Writer Matt Crossman fills us in on his first foray into deer hunting. He finds that the harvesting of an actual deer is not the most important part of deer hunting. And you will find out why he thinks of Raisinettes differently now.

Although white-tailed deer are prolific throughout Missouri, there’s no guarantee that a rookie hunter will find success. It was cold inside the deer blind where Matt Crossman took his first unsuccessful shot, but he did capture the peaceful, snowy scene.

By Matt Crossman

Story and Photos by Matt Crossman

I learned to hunt deer from my friends Aaron and Nate Blough, identical twins from O’Fallon. The way I tell them apart is that Aaron is the good-looking one and Nate is the handsome one … or shoot, maybe it’s the other way around. I can never remember.

They own property between De Soto and Potosi, near Washington State Park, and before hunting season officially began, we spent an October day completing what I called “hunting practice.” On that beautiful fall day, I helped clear out brush and cut down small trees near each stand to give us better views. “The stands are all pretty shaggy this year, so we’re spending more time cleaning them up,” Aaron said. “It helps a lot. There’s nothing worse than being out there, and you know there’s a deer. And you don’t have a shot.”

Well, there is one thing worse, and that’s knowing there’s a deer, having a shot, but being unprepared to take it, which I learned the hard way.

Snow crunched under my feet.

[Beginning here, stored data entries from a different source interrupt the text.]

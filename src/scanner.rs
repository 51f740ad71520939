//! Comment detection for Python source text.
//!
//! A single pass walks the text line by line and keeps a small lexer state so
//! that `#` inside string literals is never mistaken for a comment. Triple
//! quoted strings that stand alone as a statement are treated as comment
//! blocks (docstrings); any other triple quoted string is ordinary code.

#[derive(Debug, Clone, Copy, PartialEq, Eq)]
pub enum CommentKind {
    /// `# ...` running to end of line.
    Hash,
    /// Bare `'''` / `"""` block.
    Block,
}

#[derive(Debug, Clone, PartialEq, Eq)]
pub struct CommentRecord {
    pub line_number: usize,
    pub content: String,
    pub kind: CommentKind,
}

#[derive(Debug, Clone, Default, PartialEq, Eq)]
pub struct ScanResult {
    pub records: Vec<CommentRecord>,
    pub comment_line_count: usize,
    pub total_line_count: usize,
    pub comment_char_count: usize,
    pub total_char_count: usize,
}

impl ScanResult {
    pub fn line_ratio(&self) -> u64 {
        safe_percentage(self.comment_line_count, self.total_line_count)
    }

    pub fn char_ratio(&self) -> u64 {
        safe_percentage(self.comment_char_count, self.total_char_count)
    }
}

/// Rounded integer percentage; an empty denominator yields 0.
pub fn safe_percentage(numerator: usize, denominator: usize) -> u64 {
    if denominator == 0 {
        0
    } else {
        ((numerator as f64 / denominator as f64) * 100.0).round() as u64
    }
}

#[derive(Debug, Clone, Copy, PartialEq, Eq)]
enum Delimiter {
    SingleTriple,
    DoubleTriple,
}

impl Delimiter {
    fn from_quote(quote: u8) -> Self {
        if quote == b'\'' {
            Delimiter::SingleTriple
        } else {
            Delimiter::DoubleTriple
        }
    }

    fn as_bytes(self) -> &'static [u8] {
        match self {
            Delimiter::SingleTriple => b"'''",
            Delimiter::DoubleTriple => b"\"\"\"",
        }
    }
}

#[derive(Debug, Clone, Copy, PartialEq, Eq)]
enum LexState {
    Code,
    InSingleQuoteString,
    InDoubleQuoteString,
    InTripleBlock { delimiter: Delimiter, comment: bool },
}

/// Lexer state carried from one physical line to the next.
#[derive(Debug)]
struct ScanState {
    lex: LexState,
    bracket_depth: usize,
    prev_line_continued: bool,
    open_block: Option<usize>,
}

impl Default for ScanState {
    fn default() -> Self {
        ScanState {
            lex: LexState::Code,
            bracket_depth: 0,
            prev_line_continued: false,
            open_block: None,
        }
    }
}

#[derive(Debug)]
struct Block {
    content_start: usize,
    content_end: Option<usize>,
    /// Indentation of the line that opened the block.
    indent_start: usize,
    indent_end: usize,
}

/// Classification of one physical line.
#[derive(Debug, Default)]
struct LineInfo<'a> {
    body: &'a str,
    terminator: &'a str,
    /// First comment block touching this line.
    block: Option<usize>,
    /// Offset of a `#` found in code.
    hash: Option<usize>,
    /// Offset where code resumes after the last block closed on this line.
    resume: Option<usize>,
    ends_in_block: bool,
    ends_in_code: bool,
    shebang: bool,
}

struct Analysis<'a> {
    text: &'a str,
    lines: Vec<LineInfo<'a>>,
    blocks: Vec<Block>,
}

impl Analysis<'_> {
    fn block_content(&self, index: usize) -> &str {
        let block = &self.blocks[index];
        let end = block.content_end.unwrap_or(self.text.len());
        &self.text[block.content_start..end]
    }

    fn block_indent(&self, index: usize) -> &str {
        let block = &self.blocks[index];
        &self.text[block.indent_start..block.indent_end]
    }
}

fn split_terminator(line: &str) -> (&str, &str) {
    if let Some(body) = line.strip_suffix("\r\n") {
        (body, &line[body.len()..])
    } else if let Some(body) = line.strip_suffix('\n') {
        (body, &line[body.len()..])
    } else {
        (line, "")
    }
}

fn is_blank(s: &str) -> bool {
    s.chars().all(|c| c.is_whitespace() || c == '\u{feff}')
}

fn is_identifier_byte(b: u8) -> bool {
    b.is_ascii_alphanumeric() || b == b'_' || b >= 0x80
}

/// Start offset of a string literal whose quote sits at `quote_at`, taking a
/// prefix such as `r`, `b`, `u` or `rb` into account.
fn string_prefix_start(bytes: &[u8], quote_at: usize) -> usize {
    let mut start = quote_at;
    while start > 0
        && quote_at - start < 2
        && matches!(bytes[start - 1].to_ascii_lowercase(), b'r' | b'u' | b'b' | b'f')
    {
        start -= 1;
    }
    if start > 0 && start < quote_at && is_identifier_byte(bytes[start - 1]) {
        // Part of a longer identifier such as `bar"..."`, not a prefix.
        return quote_at;
    }
    start
}

fn analyze(text: &str) -> Analysis<'_> {
    let mut state = ScanState::default();
    let mut lines = Vec::new();
    let mut blocks: Vec<Block> = Vec::new();
    let mut offset = 0;

    for (index, raw_line) in text.split_inclusive('\n').enumerate() {
        let (body, terminator) = split_terminator(raw_line);
        let line_start = offset;
        offset += raw_line.len();

        let mut info = LineInfo {
            body,
            terminator,
            ..LineInfo::default()
        };

        if index == 0 && body.trim_start_matches('\u{feff}').starts_with("#!") {
            info.shebang = true;
            info.ends_in_code = true;
            lines.push(info);
            continue;
        }

        if let LexState::InTripleBlock { comment: true, .. } = state.lex {
            info.block = state.open_block;
        }

        let mut statement_from = (state.lex == LexState::Code
            && state.bracket_depth == 0
            && !state.prev_line_continued)
            .then_some(0);
        let mut continued = false;
        let bytes = body.as_bytes();
        let mut i = 0;

        while i < bytes.len() {
            let b = bytes[i];
            match state.lex {
                LexState::Code => match b {
                    b'#' => {
                        info.hash = Some(i);
                        break;
                    }
                    b'\'' | b'"' => {
                        if bytes[i..].starts_with(&[b, b, b]) {
                            let delimiter = Delimiter::from_quote(b);
                            let prefix_start = string_prefix_start(bytes, i);
                            let comment = state.bracket_depth == 0
                                && statement_from.is_some_and(|from| {
                                    from <= prefix_start && is_blank(&body[from..prefix_start])
                                });
                            state.lex = LexState::InTripleBlock { delimiter, comment };
                            if comment {
                                let indent_len = body.len() - body.trim_start().len();
                                blocks.push(Block {
                                    content_start: line_start + i + 3,
                                    content_end: None,
                                    indent_start: line_start,
                                    indent_end: line_start + indent_len,
                                });
                                let block = blocks.len() - 1;
                                state.open_block = Some(block);
                                info.block.get_or_insert(block);
                            }
                            i += 3;
                            continue;
                        }
                        state.lex = if b == b'\'' {
                            LexState::InSingleQuoteString
                        } else {
                            LexState::InDoubleQuoteString
                        };
                    }
                    b'(' | b'[' | b'{' => state.bracket_depth += 1,
                    b')' | b']' | b'}' => {
                        state.bracket_depth = state.bracket_depth.saturating_sub(1)
                    }
                    b'\\' if i + 1 == bytes.len() => continued = true,
                    _ => {}
                },
                LexState::InSingleQuoteString | LexState::InDoubleQuoteString => {
                    let quote = if state.lex == LexState::InSingleQuoteString {
                        b'\''
                    } else {
                        b'"'
                    };
                    if b == b'\\' {
                        continued = i + 1 == bytes.len();
                        i += 2;
                        continue;
                    }
                    if b == quote {
                        state.lex = LexState::Code;
                    }
                }
                LexState::InTripleBlock { delimiter, comment } => {
                    if b == b'\\' {
                        i += 2;
                        continue;
                    }
                    if bytes[i..].starts_with(delimiter.as_bytes()) {
                        state.lex = LexState::Code;
                        i += 3;
                        if comment {
                            if let Some(block) = state.open_block.take() {
                                blocks[block].content_end = Some(line_start + i - 3);
                            }
                            info.resume = Some(i);
                            statement_from = Some(i);
                        }
                        continue;
                    }
                }
            }
            i += 1;
        }

        // A one-line string left open without a continuation ends with the line.
        if matches!(
            state.lex,
            LexState::InSingleQuoteString | LexState::InDoubleQuoteString
        ) && !continued
        {
            state.lex = LexState::Code;
        }

        state.prev_line_continued = continued;
        info.ends_in_block = matches!(state.lex, LexState::InTripleBlock { comment: true, .. });
        info.ends_in_code = state.lex == LexState::Code;
        lines.push(info);
    }

    Analysis {
        text,
        lines,
        blocks,
    }
}

/// Find every comment line in `text` and aggregate line and character counts.
pub fn scan(text: &str) -> ScanResult {
    let analysis = analyze(text);
    let mut result = ScanResult::default();

    for (index, line) in analysis.lines.iter().enumerate() {
        result.total_line_count += 1;
        result.total_char_count += line.body.chars().count();

        let record = if let Some(block) = line.block {
            Some((analysis.block_content(block), CommentKind::Block))
        } else {
            line.hash
                .map(|at| (&line.body[at + 1..], CommentKind::Hash))
        };

        if let Some((content, kind)) = record {
            result.comment_line_count += 1;
            result.comment_char_count += content.chars().count();
            result.records.push(CommentRecord {
                line_number: index + 1,
                content: content.to_string(),
                kind,
            });
        }
    }

    result
}

/// Return `text` with every comment removed.
///
/// Comment-only lines and block lines disappear with their line ending; code
/// in front of a trailing `#` comment is kept. Everything else is copied
/// through unchanged.
pub fn strip(text: &str) -> String {
    let analysis = analyze(text);
    let mut output = String::with_capacity(text.len());

    for line in &analysis.lines {
        if line.shebang {
            output.push_str(line.body);
            output.push_str(line.terminator);
            continue;
        }

        if let Some(block) = line.block {
            if line.ends_in_block {
                continue;
            }
            let Some(resume) = line.resume else {
                continue;
            };
            let tail_end = line.hash.unwrap_or(line.body.len());
            let tail = line.body[resume..tail_end].trim_start();
            let tail = if line.ends_in_code {
                tail.trim_end()
            } else {
                tail
            };
            if tail.is_empty() {
                continue;
            }
            output.push_str(analysis.block_indent(block));
            output.push_str(tail);
            output.push_str(line.terminator);
            continue;
        }

        if let Some(at) = line.hash {
            let code = line.body[..at].trim_end();
            if is_blank(code) {
                continue;
            }
            output.push_str(code);
            output.push_str(line.terminator);
            continue;
        }

        output.push_str(line.body);
        output.push_str(line.terminator);
    }

    output
}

Sleet pelted my face and stung my eyes. I unzipped the deer hunting blind, climbed inside, and found protection, though not warmth. I set down my borrowed rifle and peered out the shooting holes. Covered in snow and cloaked in darkness, the field lacked definition, like a shimmering pond imperfectly reflecting the trees around it. I waited for the sun’s light to clear things up.

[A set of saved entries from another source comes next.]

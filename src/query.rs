//! Query descriptions checked against route tables.
//!
//! A query is either an exact-identifier lookup (URNs), a plain keyword
//! search, or a keyword search refined by structured metadata. The table
//! only ever sees this type; parsing query text out of wire packets is
//! the transport's job.

/// A query to test against a [`crate::table::RouteTable`].
#[derive(Debug, Clone, Default)]
pub struct Query {
    /// Keyword-bearing search text.
    pub text: String,
    /// Exact-match identifiers. When non-empty these take precedence
    /// over the text: one identifier hit is enough.
    pub urns: Vec<String>,
    /// Optional structured-metadata refinement.
    pub rich: Option<RichQuery>,
}

impl Query {
    pub fn new(text: impl Into<String>) -> Self {
        Query {
            text: text.into(),
            urns: Vec::new(),
            rich: None,
        }
    }

    pub fn with_urn(mut self, urn: impl Into<String>) -> Self {
        self.urns.push(urn.into());
        self
    }

    pub fn with_rich(mut self, rich: RichQuery) -> Self {
        self.rich = Some(rich);
        self
    }
}

/// Structured-metadata part of a query: a schema identifier plus the
/// text of each populated field.
///
/// Fields come in two flavors. Free-text fields (title, artist) are
/// tokenized into keywords; enumerated fields (genre, bitrate) are
/// looked up whole, the same way the table indexed them. Both count
/// toward the match threshold.
#[derive(Debug, Clone)]
pub struct RichQuery {
    /// Schema identifier, hashed whole (never tokenized).
    pub schema_uri: String,
    /// Field values; each is tokenized into keywords for matching.
    pub fields: Vec<String>,
    /// Field values matched whole, one keyword each.
    pub exact_fields: Vec<String>,
}

impl RichQuery {
    pub fn new(schema_uri: impl Into<String>, fields: Vec<String>) -> Self {
        RichQuery {
            schema_uri: schema_uri.into(),
            fields,
            exact_fields: Vec::new(),
        }
    }

    pub fn with_exact_field(mut self, value: impl Into<String>) -> Self {
        self.exact_fields.push(value.into());
        self
    }
}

The dull gray world in front of me slowly evolved to crisp black and white. It was as if I put on my reading glasses and a book’s foggy ink became letters and words. Branches acquired definition, individual trees stood out among the forest, and unknown shapes revealed themselves as stumps.

As the visual world came into focus, so did the audial world. I thought of what my friend Tim said when I asked him what he loved about hunting. “It’s the sound of the woods waking up,” he said. “The birds, the squirrels—you can hear everything.”

On this morning—a Tuesday in November, amid an uncommonly early winter storm in Washington County—I would add the sound of ice pinging off the roof of the blind, with the occasional cymbal crash when large pieces fell off the tree above me.

Once there was enough light to take pictures, I stuck my phone out a viewing hole to snap a few. I looked away from the field to set my phone down. When I looked toward the field again, a doe, broad-shouldered and majestic, stood stock still in the middle of a trail 40 yards from me. I can only guess she came from the woods to the left, but how she got there without me seeing or hearing her was a mystery.

She stood broadside, a hunter’s dream. I slowly moved to get my rifle. She saw that, jerked her head toward me as if to say, “Not today,” and bounded directly away before making a sharp left turn into the woods. And thus ended my best chance to get a deer on my first-ever hunting trip.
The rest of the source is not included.